#### ENTRIES PROVIDED ####
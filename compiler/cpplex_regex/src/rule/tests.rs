use super::*;
use crate::nfa::matches_str;

#[test]
fn seq_flattens_left() {
    let r = chseq("ab") >> sym('c' as Symbol) >> sym('d' as Symbol);
    match r {
        Rule::Seq(subs) => assert_eq!(subs.len(), 4),
        other => panic!("expected Seq, got {other:?}"),
    }
}

#[test]
fn leaf_alternation_merges_chsets() {
    let r = chset("a-f") | chset("0-9");
    match r {
        Rule::Chset(set) => {
            assert!(set.contains('c' as Symbol));
            assert!(set.contains('7' as Symbol));
        }
        other => panic!("expected merged leaf, got {other:?}"),
    }
}

#[test]
fn composite_alternation_flattens_left() {
    let r = chseq("ab") | chseq("cd") | chseq("ef");
    match r {
        Rule::Alt(subs) => assert_eq!(subs.len(), 3),
        other => panic!("expected Alt, got {other:?}"),
    }
}

#[test]
fn negate_leaf_ok() {
    let r = chset("a").negate().expect("leaf negation is valid");
    assert!(matches_str(&r, "b"));
    assert!(!matches_str(&r, "a"));
}

#[test]
fn negate_composite_is_error() {
    assert_eq!(chseq("ab").negate(), Err(RuleError::NegateComposite));
    assert_eq!(
        chset("a").star().negate(),
        Err(RuleError::NegateComposite)
    );
}

#[test]
fn minus_composite_is_error() {
    assert_eq!(
        chseq("ab").minus(&chset("a")),
        Err(RuleError::SubtractComposite)
    );
    assert_eq!(
        chset("a").minus(&chseq("ab")),
        Err(RuleError::SubtractComposite)
    );
}

#[test]
fn minus_leaf_subtracts() {
    let r = chset("a-z").minus(&chset("m-p")).expect("leaf difference");
    assert!(matches_str(&r, "a"));
    assert!(!matches_str(&r, "n"));
}

#[test]
fn plus_is_one_or_more() {
    let r = chset("x").plus();
    assert!(!matches_str(&r, ""));
    assert!(matches_str(&r, "x"));
    assert!(matches_str(&r, "xxx"));
    assert!(!matches_str(&r, "xy"));
}

#[test]
fn opt_is_zero_or_one() {
    let r = chseq("ab") >> chset("!").opt() >> chseq("cd");
    assert!(matches_str(&r, "abcd"));
    assert!(matches_str(&r, "ab!cd"));
    assert!(!matches_str(&r, "ab!!cd"));
}

#[test]
fn rule_eq_pattern_cannot_panic() {
    // Errors carry no payload; Display strings are stable.
    assert_eq!(
        RuleError::NegateComposite.to_string(),
        "only character-set rules can be negated"
    );
}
####
# EXERCISE INSTRUCTIONS:
Scan the lines above for "RuleError", then copy every one that has it.

# RESPONSE TO THIS TASK:
    assert_eq!(chseq("ab").negate(), Err(RuleError::NegateComposite));
        Err(RuleError::NegateComposite)
        Err(RuleError::SubtractComposite)
        Err(RuleError::SubtractComposite)
        RuleError::NegateComposite.to_string(),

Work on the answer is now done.